彼は高嶺のヤンキー様(元ヤン)




美味しく食べる私におっちゃんはつぶやく。





「兄ちゃん、ツラが良いんだから隠すことないだろう?普通に、可愛い顔してんぞ?」

「え?かわ・・・・・・・ああああああああああああ!しまった!!」





言われて気づく。




(良い匂いにつられ、思わず外してしまったが!)



「見なかった、ほごと、しへくははい!」

「いや、食うか、隠すかどっちかしろよ。」



〔★凛は残りのおにぎりを口に押し込んでから、シルキロールを装着した★〕




「もごもご・・・!すみません・・・!」

「謝り癖がついてるな~?誰もオメーのツラのことは言わねぇーよ!ほら、のどに詰まらせる前に茶で流せ!これもやるから!」

「す、すみません・・・!」

「もうすぐ、十文字パーキングだから!」




未開封のお茶をもらい、もう一度口元をさらしてからのどを潤す。

視界に、パーキングの明かりが見える。





(すごい・・・車だとあっという間だった。)




いくら旗を落とさないため、持ち運ぶためとはいっても、あのままだったら、もっと時間がかかってたよね・・・?

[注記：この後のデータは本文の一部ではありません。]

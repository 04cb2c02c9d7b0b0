/// Command-line measurement of STL files
use anyhow::{Context, Result};
use serde::Serialize;
use std::path::{Path, PathBuf};
use stlmeter_core::{select_tier, Measurement, MeterConfig, OrderDimensions, PrinterTier, Unit};
use tracing::{debug, info};

pub mod report;

pub use report::ReportRenderer;

/// Measurement of one file on disk
#[derive(Debug, Clone)]
pub struct FileReport {
    pub path: PathBuf,
    pub measurement: Measurement,
    pub tier: PrinterTier,
}

impl FileReport {
    pub fn new(path: PathBuf, measurement: Measurement) -> Self {
        let tier = select_tier(measurement.max_dimension_mm);
        Self {
            path,
            measurement,
            tier,
        }
    }

    pub fn order(&self) -> OrderDimensions {
        OrderDimensions::new(&self.measurement, self.tier)
    }

    /// One JSON line for `--json` output
    pub fn to_json(&self) -> Result<String> {
        let line = JsonLine {
            file: self.path.display().to_string(),
            triangles: self.measurement.triangle_count,
            dimensions: self.measurement.dimensions_text(),
            volume: self.measurement.volume_text(),
            order: self.order(),
        };
        Ok(serde_json::to_string(&line)?)
    }
}

#[derive(Serialize)]
struct JsonLine {
    file: String,
    triangles: usize,
    dimensions: String,
    volume: String,
    order: OrderDimensions,
}

/// Read and measure one file, decoding on the blocking thread pool
pub async fn measure_file(path: &Path, unit: Unit, config: &MeterConfig) -> Result<FileReport> {
    let metadata = tokio::fs::metadata(path)
        .await
        .with_context(|| format!("failed to read {}", path.display()))?;
    // Oversize files are rejected before anything is buffered
    config
        .check_size(usize::try_from(metadata.len()).unwrap_or(usize::MAX))
        .with_context(|| format!("rejected {}", path.display()))?;

    let data = tokio::fs::read(path)
        .await
        .with_context(|| format!("failed to read {}", path.display()))?;
    config
        .check_size(data.len())
        .with_context(|| format!("rejected {}", path.display()))?;

    debug!(path = %path.display(), bytes = data.len(), "decoding");
    let measurement = tokio::task::spawn_blocking(move || stlmeter_core::measure_stl(&data, unit))
        .await?
        .with_context(|| format!("failed to decode {}", path.display()))?;

    let report = FileReport::new(path.to_path_buf(), measurement);
    info!(
        path = %path.display(),
        triangles = measurement.triangle_count,
        printer = report.tier.code(),
        "measured"
    );
    Ok(report)
}

/// Measure several files concurrently, returning results in input order
pub async fn measure_files(
    paths: &[PathBuf],
    unit: Unit,
    config: &MeterConfig,
) -> Vec<Result<FileReport>> {
    let tasks: Vec<_> = paths
        .iter()
        .cloned()
        .map(|path| {
            let config = config.clone();
            tokio::spawn(async move { measure_file(&path, unit, &config).await })
        })
        .collect();

    let mut reports = Vec::with_capacity(tasks.len());
    for task in tasks {
        reports.push(task.await.map_err(anyhow::Error::from).and_then(|r| r));
    }
    reports
}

隣でハンドルを操作する人を目で見てから、トラックについてるデジタル時計を見る。





(11時50分・・・・これなら、旗を組み立ててすぐに出発できる。)





ホッと一息つきながら、貰ったお茶をさらに飲んだ時だった。




ギャウ~ン!!

パッパッパ~!

ボッ、ボッ、ボボッ!!



「え!?なになに!?」

「ゾッキーだろう?」




ペットボトルから口を話しながら聞けば、不機嫌そうにおっちゃんが言う。





「例の悪ガキ共だ!」

「悪ガキ?」

「言っただろう!?暴走族してるガキ達のたまり場なんだよ!」

「たまり場って・・・・」





言われて、助手席の窓から外を見る。

赤、白、黄色、青、緑・・・・・いろんな色の特攻服の少年達がおしゃべりしていた。

大型バイクにスクーター、ミニバイ、黒っぽい車やタイヤが太かったり、ラメのついた塗装の乗り物も近くにあった。